Дорога Короля - Гринберг Мартин - Страница 66
- Предыдущая
- 66/154
- Следующая
Квелдальф что-то объяснял девушке, сопровождая свои слова какими-то странными жестами — должно быть, перенял их у вайдессов; ни один взрослый халог никогда не стал бы так размахивать руками! А Скьялдвор, слушая своего спутника, радостно смеялась, хлопала в ладоши и согласно кивала. Черт побери, что бы ни сказал этот проклятый жрец, все ей явно очень нравилось!
«А может, — с затаенной угрозой подумал Скэтваль, — ей нравится сам Квелдальф?»
Интересно, есть ли для нее хоть какое-то различие между тем, что у этого синерубашечника на языке и что у него на уме?
Собственно, он уже ответил себе на этот вопрос: еще тогда, в храме, во время священного жертвоприношения. И ответ этот ему был совсем не по душе, однако к более благоприятным для себя выводам он прийти так и не смог.
— Скажи, Квелдальф, — спросила Скьялдвор, — а как случилось, что ты стал служить вайдесскому богу?
Она остановилась и, склонив голову набок, ждала ответа.
Свет, просачиваясь сквозь густую листву, был ясным, но каким-то бледным, почти бесцветным, похожим на белесые стволы берез вокруг. В воздухе разливался запах мхов и росы.
Квелдальф тоже остановился, чувствуя, что тишина и покой окутывают его, точно плащом. Где-то вдали тихо тенькала хохлатая синица. И кроме этого не было слышно ни звука — только его собственное дыхание и дыхание Скьялдвор.

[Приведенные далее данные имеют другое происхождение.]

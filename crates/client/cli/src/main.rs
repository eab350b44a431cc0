//! Command-line harness for the banqi rules engine.
mod config;
mod logging;
mod render;
mod selfplay;

use anyhow::Result;
use banqi_core::{DealSource, init_game};
use clap::{Parser, Subcommand};

use config::HarnessConfig;

/// Deal, inspect and self-play Stacked Banqi games
#[derive(Parser)]
#[command(name = "banqi")]
#[command(about = "Stacked Banqi rules engine harness", long_about = None)]
#[command(version)]
struct Cli {
    #[command(subcommand)]
    command: Command,
}

#[derive(Subcommand)]
enum Command {
    /// Print the dealt board for a seed
    Show {
        /// Deal seed
        #[arg(long, default_value_t = 0)]
        seed: u64,
    },

    /// Play random games and report how they ended
    Selfplay {
        /// Seed of the first game; later games use consecutive seeds
        #[arg(long, default_value_t = 0)]
        seed: u64,

        /// Number of games to play
        #[arg(long, default_value_t = 10)]
        games: u32,

        /// Overrides BANQI_MAX_TURNS
        #[arg(long)]
        max_turns: Option<u32>,
    },
}

fn main() -> Result<()> {
    // Load .env file if it exists (silently ignore if not found)
    let _ = dotenvy::dotenv();

    let cli = Cli::parse();
    let config = HarnessConfig::from_env();
    let _guard = logging::setup_logging(&config)?;

    match cli.command {
        Command::Show { seed } => {
            let state = init_game(DealSource::Seeded(seed), config.rules);
            print!("{}", render::render_board(&state));
        }
        Command::Selfplay {
            seed,
            games,
            max_turns,
        } => {
            let max_turns = max_turns.unwrap_or(config.max_turns);
            tracing::info!(seed, games, max_turns, "starting self-play");
            let summary = selfplay::run(seed, games, max_turns, config.rules)?;
            println!("{summary}");
        }
    }

    Ok(())
}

Поскольку она смотрела прямо ему в лицо, то и он глаз не отводил, вглядываясь в нее, изучая. Для женщины Скьялдвор была довольно высокой и макушкой почти касалась кончика его носа. Густые золотистые волосы, водопадом падавшие на спину, красиво обрамляли ее лицо с волевым подбородком и высокими горделивыми скулами, а ее спокойные, почти неподвижные, широко расставленные синие глаза немало могли поведать о легендарном упрямстве халогов.
Если честно, то Скьялдвор была удивительно похожа на своего отца, но все его резкие черты загадочным образом были в ней смягчены, и лицо дышало свежестью и чисто девичьим очарованием. Впрочем, Квелдальфу, не имевшему опыта ни в семейной жизни, ни в общении с женщинами, трудно было во всем этом разобраться.
Он чувствовал, что эта девушка заставляет его нервничать, возбуждает его; понимал, что проводит с нею гораздо больше времени, чем следовало бы. Собственно, и у других родичей Скэтваля были души, которые требовалось спасти, однако Квелдальф убедил себя, что если ему удастся завоевать душу Скьялдвор и склонить ее к вере в доброго бога, то уже одно это будет огромной победой и существенно повлияет на отношение к Фаосу здешних жителей.
Казалось, она просто не могла придумать для него лучшего вопроса. С тихим шелестом унеслись прочь года, и он, оглянувшись назад, всмотрелся в глубины своей души.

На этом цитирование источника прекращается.